En el campamento hay una veintena de casas rodantes carentes del servicio de agua potable y electricidad, la que obtienen de un pequeño grupo electrógeno. Las moscas revolotean en el ambiente y un humo constante surge de una fogata de desechos, el predio de tierra seca donde se instalaron los gitanos ilegalmente desde el 2007, los separan apenas 35 kilómetros del lujo y el glamour de la capital francesa.

Las cien personas que habitan el campamento son parte de los miles de gitanos de Rumania y Bulgaria que llegaron a Francia en el último tiempo y que actualmente se han convertido en el centro de una polémica del Gobierno del Presidente Nicolás Sarkozy quien dirige una campana para cerrar la mitad de los campamentos gitanos. Según el gobierno, los campamentos son foco de delitos y existen estadísticas que dejan al descubierto que cada uno de cinco robos en Paris es cometido por los nómadas.
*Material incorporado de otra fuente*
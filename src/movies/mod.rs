use crate::state::AppState;
use axum::Router;

pub mod dto;
pub mod handlers;
pub mod repo;

pub fn router() -> Router<AppState> {
    handlers::movie_routes()
}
Por otro lado, organizaciones de apoyo a la comunidad gitana señalan que estos sufren discriminación demostrada en problemas de acceso a empleo, educación, salud y vivienda, lo que la relega del resto de Europa pues los requisitos que actualmente Francia les exige para permanecer en el país son casi imposibles para la mayoría de satisfacer.

La Comisión europea calcula que en la actualidad hay entre diez y doce millones de gitanos en el continente y un quinto de ese total vive en la Rumanía.

En Francia la comunidad gitana esta compuesta por lo menos de 400 mil personas residentes desde hace décadas en el país, en la actualidad el debate se concentra en los cerca de 15 mil gitanos que llegaron a Francia huyendo de la pobreza y discriminación desde que Rumanía y Bulgaria se hicieron miembros de la Unión Europea en el 2007.

La Comisión Europea sostiene también que la integración de esta población es un desafío de toda Europa e insta a Bruselas a que promueva medidas para resolver el conflicto. Otros países como Italia, Dinamarca ó Suecia también apelaron recientemente a la expulsión de los gitanos.